§ **Information shown**:
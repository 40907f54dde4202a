//! V4L2 camera driver with mmap streaming

use std::path::{Path, PathBuf};
use std::sync::atomic::{AtomicBool, Ordering};
use std::sync::{Arc, Mutex, PoisonError};
use std::thread::JoinHandle;
use std::time::Duration;

use async_trait::async_trait;
use tracing::{debug, info, instrument, warn};
use v4l::buffer::Type;
use v4l::capability::Flags as CapFlags;
use v4l::control::{Control, Value};
use v4l::format::Format;
use v4l::framesize::FrameSizeEnum;
use v4l::io::traits::CaptureStream;
use v4l::prelude::MmapStream;
use v4l::video::capture::Parameters;
use v4l::video::Capture;
use v4l::{Device, FourCC};

use super::{
    CameraDriver, CameraHandle, CaptureConfig, CaptureType, ConnectContext, DeviceIdentifier,
    FrameCallback,
};
use crate::capture::frame::{PixelFormat, RawFrameBuffer, ResultExtras};
use crate::capture::selector::StreamCapability;
use crate::error::{DeviceError, DeviceResult};
use crate::DeviceNodes;

const V4L2_CID_AUTO_WHITE_BALANCE: u32 = 0x0098_090c;
const V4L2_CID_EXPOSURE_AUTO: u32 = 0x009a_0901;
const V4L2_EXPOSURE_APERTURE_PRIORITY: i64 = 3;

/// Dequeue timeout so the delivery thread notices a stop request
const DEQUEUE_TIMEOUT: Duration = Duration::from_millis(200);

pub(crate) fn fourcc(format: PixelFormat) -> FourCC {
    match format {
        PixelFormat::Rgba32 => FourCC::new(b"AB24"),
        PixelFormat::Bgra32 => FourCC::new(b"AR24"),
        PixelFormat::Rgb24 => FourCC::new(b"RGB3"),
        PixelFormat::Bgr24 => FourCC::new(b"BGR3"),
        PixelFormat::Yuyv => FourCC::new(b"YUYV"),
        PixelFormat::Grey8 => FourCC::new(b"GREY"),
    }
}

pub(crate) fn pixel_format(fourcc: FourCC) -> Option<PixelFormat> {
    match &fourcc.repr {
        b"AB24" => Some(PixelFormat::Rgba32),
        b"AR24" => Some(PixelFormat::Bgra32),
        b"RGB3" => Some(PixelFormat::Rgb24),
        b"BGR3" => Some(PixelFormat::Bgr24),
        b"YUYV" => Some(PixelFormat::Yuyv),
        b"GREY" => Some(PixelFormat::Grey8),
        _ => None,
    }
}

/// Driver resolving identifiers to `/dev/video*` nodes
pub struct V4l2Driver {
    nodes: DeviceNodes,
    buffer_count: u32,
}

impl V4l2Driver {
    pub fn new(nodes: DeviceNodes, buffer_count: u32) -> Self {
        Self {
            nodes,
            buffer_count,
        }
    }

    fn path(&self, identifier: DeviceIdentifier) -> PathBuf {
        PathBuf::from(self.nodes.path(identifier))
    }
}

#[async_trait]
impl CameraDriver for V4l2Driver {
    async fn availability(&self, identifier: DeviceIdentifier) -> DeviceResult<bool> {
        let path = self.path(identifier);
        if !path.exists() {
            debug!("{} not present", path.display());
            return Ok(false);
        }

        // Busy devices may refuse the open; that is "not yet available"
        let device = match Device::with_path(&path) {
            Ok(device) => device,
            Err(e) => {
                debug!("{} not openable: {}", path.display(), e);
                return Ok(false);
            }
        };
        let caps = device.query_caps()?;
        Ok(caps.capabilities.contains(CapFlags::VIDEO_CAPTURE))
    }

    #[instrument(skip(self))]
    async fn connect(&self, context: ConnectContext) -> DeviceResult<Box<dyn CameraHandle>> {
        let path = self.path(context.identifier);
        let device = Device::with_path(&path)?;
        let caps = device.query_caps()?;
        info!("Device: {} ({})", caps.card, caps.driver);

        if !caps.capabilities.contains(CapFlags::VIDEO_CAPTURE) {
            return Err(DeviceError::Unsupported(format!(
                "{} doesn't support video capture",
                path.display()
            )));
        }

        Ok(Box::new(V4l2Handle {
            device: Some(device),
            path,
            buffer_count: self.buffer_count,
            format: None,
            callback: Arc::new(Mutex::new(None)),
            worker: None,
        }))
    }
}

struct CaptureWorker {
    running: Arc<AtomicBool>,
    thread: JoinHandle<()>,
}

struct V4l2Handle {
    device: Option<Device>,
    path: PathBuf,
    buffer_count: u32,
    format: Option<(Format, PixelFormat)>,
    callback: Arc<Mutex<Option<FrameCallback>>>,
    worker: Option<CaptureWorker>,
}

impl V4l2Handle {
    fn device(&self) -> DeviceResult<&Device> {
        self.device
            .as_ref()
            .ok_or_else(|| DeviceError::Rejected(format!("{} disconnected", self.path.display())))
    }

    fn set_control(device: &Device, id: u32, value: Value) {
        if let Err(e) = device.set_control(Control { id, value }) {
            debug!("Control {:#x} not applied: {}", id, e);
        }
    }

    async fn join_worker(&mut self) {
        let Some(worker) = self.worker.take() else {
            return;
        };
        worker.running.store(false, Ordering::Release);
        match tokio::task::spawn_blocking(move || worker.thread.join()).await {
            Ok(Ok(())) => {}
            Ok(Err(_)) => warn!("Capture thread for {} panicked", self.path.display()),
            Err(e) => warn!("Failed to join capture thread: {}", e),
        }
    }
}

fn enumerate(device: &Device) -> DeviceResult<Vec<StreamCapability>> {
    let mut capabilities = Vec::new();
    for description in device.enum_formats()? {
        let Some(format) = pixel_format(description.fourcc) else {
            debug!("Skipping format {}", description.fourcc);
            continue;
        };
        for size in device.enum_framesizes(description.fourcc)? {
            match size.size {
                FrameSizeEnum::Discrete(d) => capabilities.push(StreamCapability {
                    width: d.width,
                    height: d.height,
                    format,
                }),
                FrameSizeEnum::Stepwise(s) => capabilities.push(StreamCapability {
                    width: s.max_width,
                    height: s.max_height,
                    format,
                }),
            }
        }
    }
    Ok(capabilities)
}

#[async_trait]
impl CameraHandle for V4l2Handle {
    async fn stream_capabilities(
        &mut self,
        capture_type: CaptureType,
    ) -> DeviceResult<Vec<StreamCapability>> {
        if capture_type == CaptureType::Image {
            return Err(DeviceError::Unsupported("still capture".into()));
        }
        enumerate(self.device()?)
    }

    async fn prepare(&mut self, config: &CaptureConfig) -> DeviceResult<()> {
        let stream = config
            .streams
            .first()
            .ok_or_else(|| DeviceError::Unsupported("no streams configured".into()))?;
        let device = self.device()?;

        let requested = Format::new(
            stream.capability.width,
            stream.capability.height,
            fourcc(stream.output_format),
        );
        let actual = device.set_format(&requested)?;
        if actual.fourcc != requested.fourcc {
            return Err(DeviceError::Rejected(format!(
                "driver negotiated {} instead of {}",
                actual.fourcc, requested.fourcc
            )));
        }
        if let Err(e) = device.set_params(&Parameters::with_fps(config.frame_rate)) {
            warn!("Frame rate {} not applied: {}", config.frame_rate, e);
        }

        info!(
            "Prepared {}x{} {} stride {}",
            actual.width, actual.height, actual.fourcc, actual.stride
        );
        self.format = Some((actual, stream.output_format));
        Ok(())
    }

    async fn pre_capture_aeawb(&mut self) -> DeviceResult<()> {
        let device = self.device()?;
        Self::set_control(
            device,
            V4L2_CID_EXPOSURE_AUTO,
            Value::Integer(V4L2_EXPOSURE_APERTURE_PRIORITY),
        );
        Self::set_control(device, V4L2_CID_AUTO_WHITE_BALANCE, Value::Boolean(true));
        Ok(())
    }

    async fn start_capture(&mut self) -> DeviceResult<()> {
        let (format, pixel_format) = self.format.clone().ok_or(DeviceError::NotPrepared)?;
        let mut stream = MmapStream::with_buffers(self.device()?, Type::VideoCapture, self.buffer_count)?;
        stream.set_timeout(DEQUEUE_TIMEOUT);

        let running = Arc::new(AtomicBool::new(true));
        let callback = Arc::clone(&self.callback);
        let path = self.path.clone();
        let flag = Arc::clone(&running);
        let pixel_stride = pixel_format.bytes_per_pixel() as u32;

        let thread = std::thread::Builder::new()
            .name("v4l2-capture".into())
            .spawn(move || {
                while flag.load(Ordering::Acquire) {
                    let (buf, meta) = match stream.next() {
                        Ok(next) => next,
                        Err(e) if e.kind() == std::io::ErrorKind::TimedOut => continue,
                        Err(e) => {
                            warn!("Dequeue from {} failed: {}", path.display(), e);
                            break;
                        }
                    };

                    let raw = RawFrameBuffer {
                        width: format.width,
                        height: format.height,
                        pixel_stride,
                        row_stride: format.stride,
                        data: buf,
                    };
                    let extras = ResultExtras {
                        frame_number: meta.sequence as u64,
                        device_timestamp: Some(
                            Duration::from_secs(meta.timestamp.sec as u64)
                                + Duration::from_micros(meta.timestamp.usec as u64),
                        ),
                    };

                    let guard = callback.lock().unwrap_or_else(PoisonError::into_inner);
                    if let Some(deliver) = guard.as_ref() {
                        deliver(&raw, &extras);
                    }
                }
                debug!("Capture thread for {} exiting", path.display());
            })?;

        self.worker = Some(CaptureWorker { running, thread });
        info!("Capture stream started with {} buffers", self.buffer_count);
        Ok(())
    }

    async fn stop_capture(&mut self) -> DeviceResult<()> {
        self.join_worker().await;
        Ok(())
    }

    fn set_frame_callback(&mut self, callback: Option<FrameCallback>) {
        *self.callback.lock().unwrap_or_else(PoisonError::into_inner) = callback;
    }

    async fn disconnect(&mut self) -> DeviceResult<()> {
        self.join_worker().await;
        if self.device.take().is_some() {
            info!("Released {}", self.path.display());
        }
        Ok(())
    }
}

impl Drop for V4l2Handle {
    fn drop(&mut self) {
        if let Some(worker) = self.worker.take() {
            worker.running.store(false, Ordering::Release);
            let _ = worker.thread.join();
        }
    }
}

/// Whether `path` is a capture node with at least one repackable format
pub fn supports_raw_capture(path: &Path) -> bool {
    let Ok(device) = Device::with_path(path) else {
        return false;
    };
    let capture = device
        .query_caps()
        .map(|caps| caps.capabilities.contains(CapFlags::VIDEO_CAPTURE))
        .unwrap_or(false);
    capture
        && device
            .enum_formats()
            .map(|formats| formats.iter().any(|f| pixel_format(f.fourcc).is_some()))
            .unwrap_or(false)
}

§ **Task requirements**:
Line count for the string "FrameCallback": tally the lines of the records above that contain it and give only the result.

§ **Reply**:
3